What you have to do:
Each line in the entries below that holds the string "shared" is to be listed.
[Material for this exercise Boundary: Start]
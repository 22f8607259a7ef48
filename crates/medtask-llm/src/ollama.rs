//! Ollama Provider Implementation
//!
//! Integration with Ollama's local chat API (`/api/chat`).
//!
//! The provider sends the full role-tagged conversation in one request with
//! `stream: false` and takes the content of the single returned message as
//! the raw model response. The output-token budget is carried in the
//! `num_predict` option.
//!
//! There is no retry loop and no request timeout here: a failure is reported
//! once, and a hung model call pends until the transport gives up.
//!
//! # Examples
//!
//! ```no_run
//! use medtask_llm::OllamaProvider;
//!
//! let provider = OllamaProvider::new("http://localhost:11434", "mistral");
//! ```

use crate::{ChatMessage, LlmError, LlmProvider};
use async_trait::async_trait;
use serde::{Deserialize, Serialize};

/// Default Ollama API endpoint
pub const DEFAULT_ENDPOINT: &str = "http://localhost:11434";

/// Ollama chat API provider for local LLM inference
pub struct OllamaProvider {
    endpoint: String,
    model: String,
    client: reqwest::Client,
}

/// Request body for the Ollama chat API
#[derive(Serialize)]
struct OllamaChatRequest<'a> {
    model: &'a str,
    messages: &'a [ChatMessage],
    stream: bool,
    options: OllamaOptions,
}

/// Generation options
#[derive(Serialize)]
struct OllamaOptions {
    num_predict: u32,
}

/// Response from the Ollama chat API
#[derive(Deserialize)]
struct OllamaChatResponse {
    message: OllamaResponseMessage,
    #[allow(dead_code)]
    done: bool,
}

#[derive(Deserialize)]
struct OllamaResponseMessage {
    content: String,
}

impl OllamaProvider {
    /// Create a new Ollama provider
    ///
    /// # Parameters
    ///
    /// - `endpoint`: Ollama API endpoint (e.g., "http://localhost:11434")
    /// - `model`: Model to use (e.g., "mistral", "llama3")
    pub fn new(endpoint: impl Into<String>, model: impl Into<String>) -> Self {
        Self {
            endpoint: endpoint.into(),
            model: model.into(),
            client: reqwest::Client::new(),
        }
    }

    /// Create a provider against the default local endpoint
    pub fn default_endpoint(model: impl Into<String>) -> Self {
        Self::new(DEFAULT_ENDPOINT, model)
    }

    /// The configured model name
    pub fn model(&self) -> &str {
        &self.model
    }
}

#[async_trait]
impl LlmProvider for OllamaProvider {
    async fn complete(
        &self,
        messages: &[ChatMessage],
        max_tokens: u32,
    ) -> Result<String, LlmError> {
        let url = format!("{}/api/chat", self.endpoint);

        let request_body = OllamaChatRequest {
            model: &self.model,
            messages,
            stream: false,
            options: OllamaOptions {
                num_predict: max_tokens,
            },
        };

        let response = self
            .client
            .post(&url)
            .json(&request_body)
            .send()
            .await
            .map_err(|e| LlmError::Communication(format!("Request failed: {}", e)))?;

        if response.status() == reqwest::StatusCode::NOT_FOUND {
            return Err(LlmError::ModelNotAvailable(self.model.clone()));
        }

        if !response.status().is_success() {
            let status = response.status();
            let error_text = response
                .text()
                .await
                .unwrap_or_else(|_| "Unknown error".to_string());
            return Err(LlmError::Communication(format!(
                "HTTP {}: {}",
                status, error_text
            )));
        }

        let chat_response: OllamaChatResponse = response
            .json()
            .await
            .map_err(|e| LlmError::InvalidResponse(format!("Failed to parse response: {}", e)))?;

        Ok(chat_response.message.content)
    }
}
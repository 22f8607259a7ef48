//! Core parser implementation

use crate::config::ParserConfig;
use crate::error::ParserError;
use crate::prompt;
use crate::recover::recover_json;
use crate::types::{ErrorRecord, ExtractionOutcome};
use medtask_llm::{ChatMessage, LlmProvider};
use serde_json::Value;
use std::sync::Arc;
use tracing::{debug, info, warn};

/// Turns one free-text medical instruction into one structured result
///
/// Holds the fixed instruction prompt and the model handle; both are
/// read-only after construction, so a single instance is shared across all
/// requests for the life of the process.
pub struct MedicalTaskParser<L>
where
    L: LlmProvider,
{
    provider: Arc<L>,
    config: ParserConfig,
    system_prompt: String,
}

impl<L> MedicalTaskParser<L>
where
    L: LlmProvider + 'static,
{
    /// Create a new parser around an LLM provider
    pub fn new(provider: L, config: ParserConfig) -> Self {
        Self {
            provider: Arc::new(provider),
            config,
            system_prompt: prompt::system_prompt(),
        }
    }

    /// The active configuration
    pub fn config(&self) -> &ParserConfig {
        &self.config
    }

    /// Process one query and return a structured result
    ///
    /// This never fails: model invocation errors and JSON recovery errors
    /// are folded into a value-level `processing_error` record and returned
    /// through the same channel as successes.
    pub async fn run(&self, query: &str) -> ExtractionOutcome {
        info!(
            "parsing query: {} chars, model '{}'",
            query.len(),
            self.config.model_name
        );

        match self.run_inner(query).await {
            Ok(value) => ExtractionOutcome::Parsed(value),
            Err(e) => {
                warn!("extraction failed: {}", e);
                ExtractionOutcome::Failed(ErrorRecord::processing_error(e.to_string()))
            }
        }
    }

    async fn run_inner(&self, query: &str) -> Result<Value, ParserError> {
        let messages = [
            ChatMessage::system(self.system_prompt.clone()),
            ChatMessage::user(query),
        ];

        let raw = self
            .provider
            .complete(&messages, self.config.max_output_tokens)
            .await
            .map_err(|e| ParserError::Llm(e.to_string()))?;

        debug!("model response: {} chars", raw.len());

        recover_json(&raw, self.config.recovery_mode)
    }
}
//! Route definitions and request handlers

use crate::error::ApiError;
use axum::extract::rejection::JsonRejection;
use axum::extract::State;
use axum::http::StatusCode;
use axum::response::{IntoResponse, Response};
use axum::routing::{get, post};
use axum::{Json, Router};
use medtask_llm::LlmProvider;
use medtask_parser::{ErrorRecord, ExtractionOutcome, MedicalTaskParser};
use serde_json::{json, Value};
use std::sync::Arc;
use tower_http::trace::TraceLayer;

/// Build the gateway router around a shared parser instance
///
/// The router is generic over the LLM provider so tests can substitute a
/// mock without touching the route definitions.
pub fn router<L>(parser: Arc<MedicalTaskParser<L>>) -> Router
where
    L: LlmProvider + 'static,
{
    Router::new()
        .route("/health", get(health))
        .route("/parse", post(parse_task::<L>))
        .route("/batch_parse", post(batch_parse::<L>))
        .layer(TraceLayer::new_for_http())
        .with_state(parser)
}

/// Health check endpoint; reports healthy regardless of model state
async fn health() -> Json<Value> {
    Json(json!({ "status": "healthy" }))
}

/// Parse a single query
///
/// Expected body: `{"query": "your natural language query here"}`
async fn parse_task<L>(
    State(parser): State<Arc<MedicalTaskParser<L>>>,
    body: Result<Json<Value>, JsonRejection>,
) -> Response
where
    L: LlmProvider + 'static,
{
    let data = match body {
        Ok(Json(data)) => data,
        Err(rejection) => return ApiError::server_error(rejection.body_text()).into_response(),
    };

    let Some(query) = data.get("query").and_then(Value::as_str) else {
        return ApiError::invalid_request("Missing 'query' field in request body")
            .into_response();
    };

    let outcome = parser.run(query).await;

    // Error records from the parser still travel in a 200 body; the
    // gateway does not inspect the outcome.
    (StatusCode::OK, Json(outcome)).into_response()
}

/// Parse an ordered batch of queries
///
/// Expected body: `{"queries": ["query1", "query2", ...]}`. Queries are
/// processed strictly sequentially, and results map one-to-one onto the
/// input order, successes and error records intermixed.
async fn batch_parse<L>(
    State(parser): State<Arc<MedicalTaskParser<L>>>,
    body: Result<Json<Value>, JsonRejection>,
) -> Response
where
    L: LlmProvider + 'static,
{
    let data = match body {
        Ok(Json(data)) => data,
        Err(rejection) => return ApiError::server_error(rejection.body_text()).into_response(),
    };

    let Some(queries) = data.get("queries").and_then(Value::as_array) else {
        return ApiError::invalid_request("Missing 'queries' field in request body")
            .into_response();
    };

    let mut results = Vec::with_capacity(queries.len());
    for query in queries {
        let outcome = match query.as_str() {
            Some(query) => parser.run(query).await,
            None => ExtractionOutcome::Failed(ErrorRecord::processing_error(
                "query must be a string",
            )),
        };
        results.push(outcome);
    }

    (StatusCode::OK, Json(json!({ "results": results }))).into_response()
}
//! Helpers shared by feature modules: device classification, input
//! debouncing and JSON requests with a deadline.

pub mod debounce;
pub mod fetch;
pub mod viewport;

pub use debounce::Debouncer;
pub use fetch::{FetchOptions, fetch_json, with_timeout};
pub use viewport::{DeviceClass, Orientation, Viewport, is_touch_device};
//! In-memory document model
//!
//! The orchestration layer only needs a small slice of the browser DOM:
//! attribute lookup, ancestor walks, subtree scans, one listener table at the
//! document root, and notification when nodes leave the document. This module
//! provides exactly that over an arena of nodes.
//!
//! ## Node identity
//!
//! Nodes are addressed by [`NodeId`], an arena index paired with a generation.
//! Removing a subtree frees its slots and bumps their generation, so an id held
//! by a cache or a closure can never resolve to a node created later in the
//! same slot.
//!
//! ## Mutation delivery
//!
//! Insertions and removals queue [`MutationRecord`]s. Records are delivered to
//! observers at a checkpoint: after every [`Document::dispatch_event`] and
//! whenever [`Document::flush_mutations`] is called. This mirrors how a
//! browser delivers `MutationObserver` batches at the microtask checkpoint
//! rather than synchronously inside the mutating call.
//!
//! ```
//! use touchline_pages::dom::{Document, EventType};
//!
//! let doc = Document::new();
//! let button = doc.create_element("button").attr("data-action", "save");
//! doc.body().append_child(&button).unwrap();
//!
//! assert!(button.is_connected());
//! assert_eq!(button.get_attribute("data-action").as_deref(), Some("save"));
//!
//! let event = doc.dispatch_event(&button, EventType::Click);
//! assert!(!event.default_prevented());
//! ```

mod document;
mod element;
mod event;
mod mutation;

pub use document::{Document, Listener, MutationObserverFn, NodeId};
pub use element::Element;
pub use event::{Event, EventType};
pub use mutation::MutationRecord;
[Material for this exercise Boundary: End]
Solution to this exercise:
/// read-only after construction, so a single instance is shared across all
/// Build the gateway router around a shared parser instance
//! Helpers shared by feature modules: device classification, input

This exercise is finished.